The above tells us that noise generally has been acceptable (somewhere between a quiet office and conversation), and only few readings has been higher.
Conclusion
As i said, the day was relatively quiet compared to the day before, and given the nature of this “study” which is to have fun, the mic was placed alongside a wall, in a plastic enclosure which is far from optimal, which makes this even less scientific.
Also, the measuring code was ported from C, which would probably take a lot more readings in the allotted 50ms, so i might increase the time to 75-100ms and see if that makes a difference, though i’m fairly sure most of the time spent during readings is spent with activating/measuring hardware, and not spent looping around in code.

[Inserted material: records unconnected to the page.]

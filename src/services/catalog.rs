//! Static model catalog.
//!
//! The list is hand-maintained and configuration-driven; nothing here talks to
//! the provider.

use serde::{Deserialize, Serialize};
use utoipa::ToSchema;

/// A selectable remote model.
#[derive(Debug, Clone, PartialEq, Eq, Serialize, Deserialize, ToSchema)]
#[schema(example = json!({
    "id": "meta-llama/Meta-Llama-3.1-8B-Instruct-Turbo",
    "name": "Llama 3.1 8B Instruct Turbo",
    "description": "Fast and efficient Llama 3.1 model"
}))]
pub struct ModelDescriptor {
    pub id: String,
    pub name: String,
    pub description: String,
}

impl ModelDescriptor {
    pub fn new(id: &str, name: &str, description: &str) -> Self {
        Self {
            id: id.to_string(),
            name: name.to_string(),
            description: description.to_string(),
        }
    }
}

/// Built-in catalog used when the configuration does not supply one.
pub fn default_descriptors() -> Vec<ModelDescriptor> {
    vec![
        ModelDescriptor::new(
            "meta-llama/Meta-Llama-3.1-8B-Instruct-Turbo",
            "Llama 3.1 8B Instruct Turbo",
            "Fast and efficient Llama 3.1 model",
        ),
        ModelDescriptor::new(
            "meta-llama/Meta-Llama-3.1-70B-Instruct-Turbo",
            "Llama 3.1 70B Instruct Turbo",
            "Powerful Llama 3.1 model",
        ),
        ModelDescriptor::new(
            "meta-llama/Meta-Llama-3.1-405B-Instruct-Turbo",
            "Llama 3.1 405B Instruct Turbo",
            "Most powerful Llama model",
        ),
        ModelDescriptor::new(
            "mistralai/Mixtral-8x7B-Instruct-v0.1",
            "Mixtral 8x7B Instruct",
            "High-quality mixture of experts model",
        ),
        ModelDescriptor::new(
            "mistralai/Mistral-7B-Instruct-v0.2",
            "Mistral 7B Instruct",
            "Efficient 7B parameter model",
        ),
        ModelDescriptor::new(
            "Qwen/Qwen2.5-7B-Instruct-Turbo",
            "Qwen 2.5 7B Instruct Turbo",
            "Fast multilingual model",
        ),
        ModelDescriptor::new(
            "Qwen/Qwen2.5-72B-Instruct-Turbo",
            "Qwen 2.5 72B Instruct Turbo",
            "Powerful multilingual model",
        ),
    ]
}

/// Immutable, ordered set of model descriptors.
#[derive(Debug, Clone, PartialEq, Eq)]
pub struct ModelCatalog {
    models: Vec<ModelDescriptor>,
}

impl ModelCatalog {
    pub fn new(models: Vec<ModelDescriptor>) -> Self {
        Self { models }
    }

    pub fn models(&self) -> &[ModelDescriptor] {
        &self.models
    }

    pub fn contains(&self, id: &str) -> bool {
        self.models.iter().any(|m| m.id == id)
    }

    /// Bounded metric label for a requested model: its catalog id, or
    /// [`OTHER_MODEL_LABEL`] for anything the catalog does not list.
    pub fn metric_label(&self, id: &str) -> &str {
        self.models
            .iter()
            .find(|m| m.id == id)
            .map_or(OTHER_MODEL_LABEL, |m| m.id.as_str())
    }
}

/// Label shared by every uncatalogued model.
pub const OTHER_MODEL_LABEL: &str = "other";

impl Default for ModelCatalog {
    fn default() -> Self {
        Self::new(default_descriptors())
    }
}

#[cfg(test)]
mod tests {
    use super::*;
    use std::collections::HashSet;

    #[test]
    fn test_default_catalog_contents() {
        let catalog = ModelCatalog::default();
        assert_eq!(catalog.models().len(), 7);
        assert_eq!(
            catalog.models()[0].id,
            "meta-llama/Meta-Llama-3.1-8B-Instruct-Turbo"
        );
        assert_eq!(catalog.models()[6].name, "Qwen 2.5 72B Instruct Turbo");
    }

    #[test]
    fn test_default_catalog_ids_are_unique() {
        let catalog = ModelCatalog::default();
        let ids: HashSet<&str> = catalog.models().iter().map(|m| m.id.as_str()).collect();
        assert_eq!(ids.len(), catalog.models().len());
    }

    #[test]
    fn test_contains() {
        let catalog = ModelCatalog::default();
        assert!(catalog.contains("mistralai/Mistral-7B-Instruct-v0.2"));
        assert!(!catalog.contains("gpt-4"));
    }

    #[test]
    fn test_metric_label_is_bounded_by_catalog() {
        let catalog = ModelCatalog::default();
        assert_eq!(
            catalog.metric_label("Qwen/Qwen2.5-7B-Instruct-Turbo"),
            "Qwen/Qwen2.5-7B-Instruct-Turbo"
        );
        assert_eq!(catalog.metric_label("gpt-4"), OTHER_MODEL_LABEL);
        assert_eq!(catalog.metric_label(""), OTHER_MODEL_LABEL);
    }

    #[test]
    fn test_descriptor_serialization_field_order() {
        let descriptor = ModelDescriptor::new("a/b", "AB", "desc");
        let json = serde_json::to_string(&descriptor).unwrap();
        assert_eq!(json, r#"{"id":"a/b","name":"AB","description":"desc"}"#);
    }

    #[test]
    fn test_custom_catalog_preserves_order() {
        let catalog = ModelCatalog::new(vec![
            ModelDescriptor::new("z", "Z", "last letter"),
            ModelDescriptor::new("a", "A", "first letter"),
        ]);
        assert_eq!(catalog.models()[0].id, "z");
        assert_eq!(catalog.models()[1].id, "a");
    }
}
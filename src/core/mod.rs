//! Core functionality for the gateway.
//!
//! This module contains fundamental components used throughout the application:
//! - Configuration management
//! - Error handling
//! - Logging and request context
//! - Metrics collection
//! - HTTP middleware
//! - Stream cancellation
//! - Runtime sizing

pub mod cancel;
pub mod config;
pub mod error;
pub mod logging;
pub mod metrics;
pub mod middleware;
pub mod runtime;

// Re-export commonly used types
pub use cancel::{StreamCancelHandle, StreamOutcome};
pub use config::{AppConfig, GenerationDefaults, ServerConfig, UpstreamConfig};
pub use error::{AppError, ErrorEnvelope, Result, UpstreamError, PROMPT_REQUIRED};
pub use logging::{generate_request_id, get_request_id, init_tracing, REQUEST_ID};
pub use metrics::{get_metrics, init_metrics, Metrics};
pub use middleware::{request_id_middleware, MetricsMiddleware};
pub use runtime::worker_threads;
//! Plain-text relay of streamed completion fragments.
//!
//! Fragments are written to the response body exactly as the provider emits
//! them: no delimiters, no event framing, no reordering. The body is pulled by
//! hyper, so the upstream is only read as fast as the client consumes.

use crate::api::disconnect::DisconnectStream;
use crate::core::cancel::{StreamCancelHandle, StreamOutcome};
use crate::core::{get_metrics, get_request_id};
use crate::services::provider::FragmentStream;
use axum::{
    body::{Body, Bytes},
    http::{header, StatusCode},
    response::{IntoResponse, Response},
};
use futures::stream::StreamExt;
use std::io;

pub const TEXT_PLAIN_UTF8: &str = "text/plain; charset=utf-8";

/// Build a streaming `text/plain` response from a fragment stream.
///
/// A mid-stream upstream failure is turned into a body error, which makes
/// hyper abort the chunked transfer so the client can tell the text is
/// truncated.
///
/// `model_label` tags the fragment counter and the relay's log lines. Pass a
/// bounded value such as [`ModelCatalog::metric_label`], never raw client input.
///
/// [`ModelCatalog::metric_label`]: crate::services::catalog::ModelCatalog::metric_label
pub fn relay_fragments(fragments: FragmentStream, model_label: String) -> Response {
    relay_fragments_with_handle(fragments, model_label, StreamCancelHandle::new())
}

/// Same as [`relay_fragments`], with a caller-supplied handle that records
/// how the stream ended.
pub fn relay_fragments_with_handle(
    fragments: FragmentStream,
    model_label: String,
    cancel_handle: StreamCancelHandle,
) -> Response {
    let request_id = get_request_id();
    let completion_handle = cancel_handle.clone();
    let log_request_id = request_id.clone();

    let body_stream = async_stream::stream! {
        let mut fragments = fragments;
        let mut relayed: u64 = 0;
        let fragment_counter = get_metrics().stream_fragments.with_label_values(&[&model_label]);

        while let Some(item) = fragments.next().await {
            match item {
                Ok(fragment) => {
                    relayed += 1;
                    fragment_counter.inc();
                    yield Ok::<Bytes, io::Error>(Bytes::from(fragment));
                }
                Err(e) => {
                    completion_handle.settle(StreamOutcome::Failed);
                    tracing::error!(
                        request_id = %log_request_id,
                        model = %model_label,
                        fragments = relayed,
                        error = %e,
                        "Upstream stream failed mid-response; aborting body"
                    );
                    get_metrics().upstream_errors.with_label_values(&["stream"]).inc();
                    yield Err(io::Error::new(io::ErrorKind::Other, e.to_string()));
                    return;
                }
            }
        }

        completion_handle.settle(StreamOutcome::Completed);
        tracing::debug!(
            request_id = %log_request_id,
            model = %model_label,
            fragments = relayed,
            "Stream completed"
        );
    };

    let stream = DisconnectStream {
        stream: Box::pin(body_stream),
        cancel_handle,
        request_id,
    };

    (
        StatusCode::OK,
        [
            (header::CONTENT_TYPE, TEXT_PLAIN_UTF8),
            (header::CACHE_CONTROL, "no-cache"),
        ],
        Body::from_stream(stream),
    )
        .into_response()
}

#[cfg(test)]
mod tests {
    use super::*;
    use crate::core::UpstreamError;
    use std::time::Duration;

    fn fragments(items: Vec<Result<&'static str, UpstreamError>>) -> FragmentStream {
        Box::pin(futures::stream::iter(
            items.into_iter().map(|item| item.map(str::to_string)),
        ))
    }

    #[tokio::test]
    async fn test_relay_concatenates_in_order() {
        let response = relay_fragments(fragments(vec![Ok("Hel"), Ok("lo")]), "m".to_string());

        assert_eq!(response.status(), StatusCode::OK);
        assert_eq!(response.headers()[header::CONTENT_TYPE], TEXT_PLAIN_UTF8);

        let body = axum::body::to_bytes(response.into_body(), usize::MAX)
            .await
            .unwrap();
        assert_eq!(&body[..], b"Hello");
    }

    #[tokio::test]
    async fn test_relay_empty_stream() {
        let response = relay_fragments(fragments(vec![]), "m".to_string());
        let body = axum::body::to_bytes(response.into_body(), usize::MAX)
            .await
            .unwrap();
        assert!(body.is_empty());
    }

    #[tokio::test]
    async fn test_relay_mid_stream_error_aborts_body() {
        let response = relay_fragments(
            fragments(vec![
                Ok("partial"),
                Err(UpstreamError::Stream("connection reset".to_string())),
                Ok("never"),
            ]),
            "m".to_string(),
        );

        let result = axum::body::to_bytes(response.into_body(), usize::MAX).await;
        assert!(result.is_err());
    }

    #[tokio::test]
    async fn test_mid_stream_error_is_not_a_disconnect() {
        let handle = StreamCancelHandle::new();
        let response = relay_fragments_with_handle(
            fragments(vec![Err(UpstreamError::Stream("reset".to_string()))]),
            "m".to_string(),
            handle.clone(),
        );

        let _ = axum::body::to_bytes(response.into_body(), usize::MAX).await;

        assert_eq!(handle.outcome(), StreamOutcome::Failed);
    }

    #[tokio::test]
    async fn test_completed_stream_is_not_a_disconnect() {
        let handle = StreamCancelHandle::new();
        let response = relay_fragments_with_handle(
            fragments(vec![Ok("a"), Ok("b")]),
            "m".to_string(),
            handle.clone(),
        );

        let _ = axum::body::to_bytes(response.into_body(), usize::MAX).await;

        assert_eq!(handle.outcome(), StreamOutcome::Completed);
    }

    #[tokio::test]
    async fn test_dropping_body_cancels_and_stops_upstream() {
        let handle = StreamCancelHandle::new();
        let (tx, rx) = tokio::sync::mpsc::channel::<Result<String, UpstreamError>>(4);
        let upstream: FragmentStream = Box::pin(futures::stream::unfold(rx, |mut rx| async move {
            rx.recv().await.map(|item| (item, rx))
        }));

        let response = relay_fragments_with_handle(upstream, "m".to_string(), handle.clone());
        let mut body = response.into_body().into_data_stream();

        tx.send(Ok("first".to_string())).await.unwrap();
        let first = body.next().await.unwrap().unwrap();
        assert_eq!(&first[..], b"first");

        // Client goes away mid-stream
        drop(body);

        assert_eq!(handle.outcome(), StreamOutcome::Disconnected);

        // The upstream receiver was dropped with the body, so sends now fail
        tokio::time::sleep(Duration::from_millis(10)).await;
        assert!(tx.send(Ok("late".to_string())).await.is_err());
    }
}
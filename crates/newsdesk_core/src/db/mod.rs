//! SQLite storage bootstrap for the `topic`, `news` and `news_topic` tables.
//!
//! # Invariants
//! - Migration version is tracked via `PRAGMA user_version`.
//! - Repositories must only be handed connections returned from this module.

use std::error::Error;
use std::fmt::{Display, Formatter};

pub mod migrations;
mod open;

pub use open::{open_db, open_db_in_memory};

pub type DbResult<T> = Result<T, DbError>;

#[derive(Debug)]
pub enum DbError {
    Sqlite(rusqlite::Error),
    UnsupportedSchemaVersion {
        db_version: u32,
        latest_supported: u32,
    },
}

impl Display for DbError {
    fn fmt(&self, f: &mut Formatter<'_>) -> std::fmt::Result {
        match self {
            Self::Sqlite(err) => write!(f, "{err}"),
            Self::UnsupportedSchemaVersion {
                db_version,
                latest_supported,
            } => write!(
                f,
                "database schema version {db_version} is newer than supported {latest_supported}"
            ),
        }
    }
}

impl Error for DbError {
    fn source(&self) -> Option<&(dyn Error + 'static)> {
        match self {
            Self::Sqlite(err) => Some(err),
            Self::UnsupportedSchemaVersion { .. } => None,
        }
    }
}

impl From<rusqlite::Error> for DbError {
    fn from(value: rusqlite::Error) -> Self {
        Self::Sqlite(value)
    }
}
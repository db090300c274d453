//! News entity and its publication status.
//!
//! # Invariants
//! - `status` is persisted as its lowercase text form (`draft`, `published`,
//!   `deleted`); any other stored text is a mapping error on read.

use super::{require_text, ValidationError};
use serde::{Deserialize, Serialize};
use std::fmt::{Display, Formatter};

/// Storage-assigned news identifier.
pub type NewsId = i64;

/// Publication state of a news item.
#[derive(Debug, Clone, Copy, Default, PartialEq, Eq, Serialize, Deserialize)]
#[serde(rename_all = "snake_case")]
pub enum NewsStatus {
    /// Written but not visible to readers.
    #[default]
    Draft,
    /// Visible to readers.
    Published,
    /// Withdrawn; kept for history.
    Deleted,
}

impl NewsStatus {
    /// Every accepted text form, in declaration order.
    pub const ALL: &'static [&'static str] = &["draft", "published", "deleted"];

    pub fn as_str(self) -> &'static str {
        match self {
            Self::Draft => "draft",
            Self::Published => "published",
            Self::Deleted => "deleted",
        }
    }

    pub fn parse(value: &str) -> Option<Self> {
        match value {
            "draft" => Some(Self::Draft),
            "published" => Some(Self::Published),
            "deleted" => Some(Self::Deleted),
            _ => None,
        }
    }
}

impl Display for NewsStatus {
    fn fmt(&self, f: &mut Formatter<'_>) -> std::fmt::Result {
        f.write_str(self.as_str())
    }
}

/// A news article.
#[derive(Debug, Clone, PartialEq, Eq, Serialize, Deserialize)]
pub struct News {
    pub id: Option<NewsId>,
    pub title: String,
    pub content: String,
    #[serde(default)]
    pub status: NewsStatus,
    #[serde(default)]
    pub created_at: i64,
    #[serde(default)]
    pub updated_at: i64,
}

impl News {
    /// Creates an unsaved draft.
    pub fn new(title: impl Into<String>, content: impl Into<String>) -> Self {
        Self {
            id: None,
            title: title.into(),
            content: content.into(),
            status: NewsStatus::Draft,
            created_at: 0,
            updated_at: 0,
        }
    }

    /// Returns a copy with the given status.
    pub fn with_status(mut self, status: NewsStatus) -> Self {
        self.status = status;
        self
    }

    /// Checks required fields. Content may be empty; title may not.
    pub fn validate(&self) -> Result<(), ValidationError> {
        require_text("news", "title", &self.title)
    }
}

To get a meaningful measure of sound pressure, you must take into account the distance to the source, which of course is not very practical in a large conference room with ~100 people in it.
My goal was to measure the sound levels at my listening position, which is have. I will continue to measure these PI Plannings, and hopefully have the luck to capture a noisy day as well, in which case i will make another post with my findings.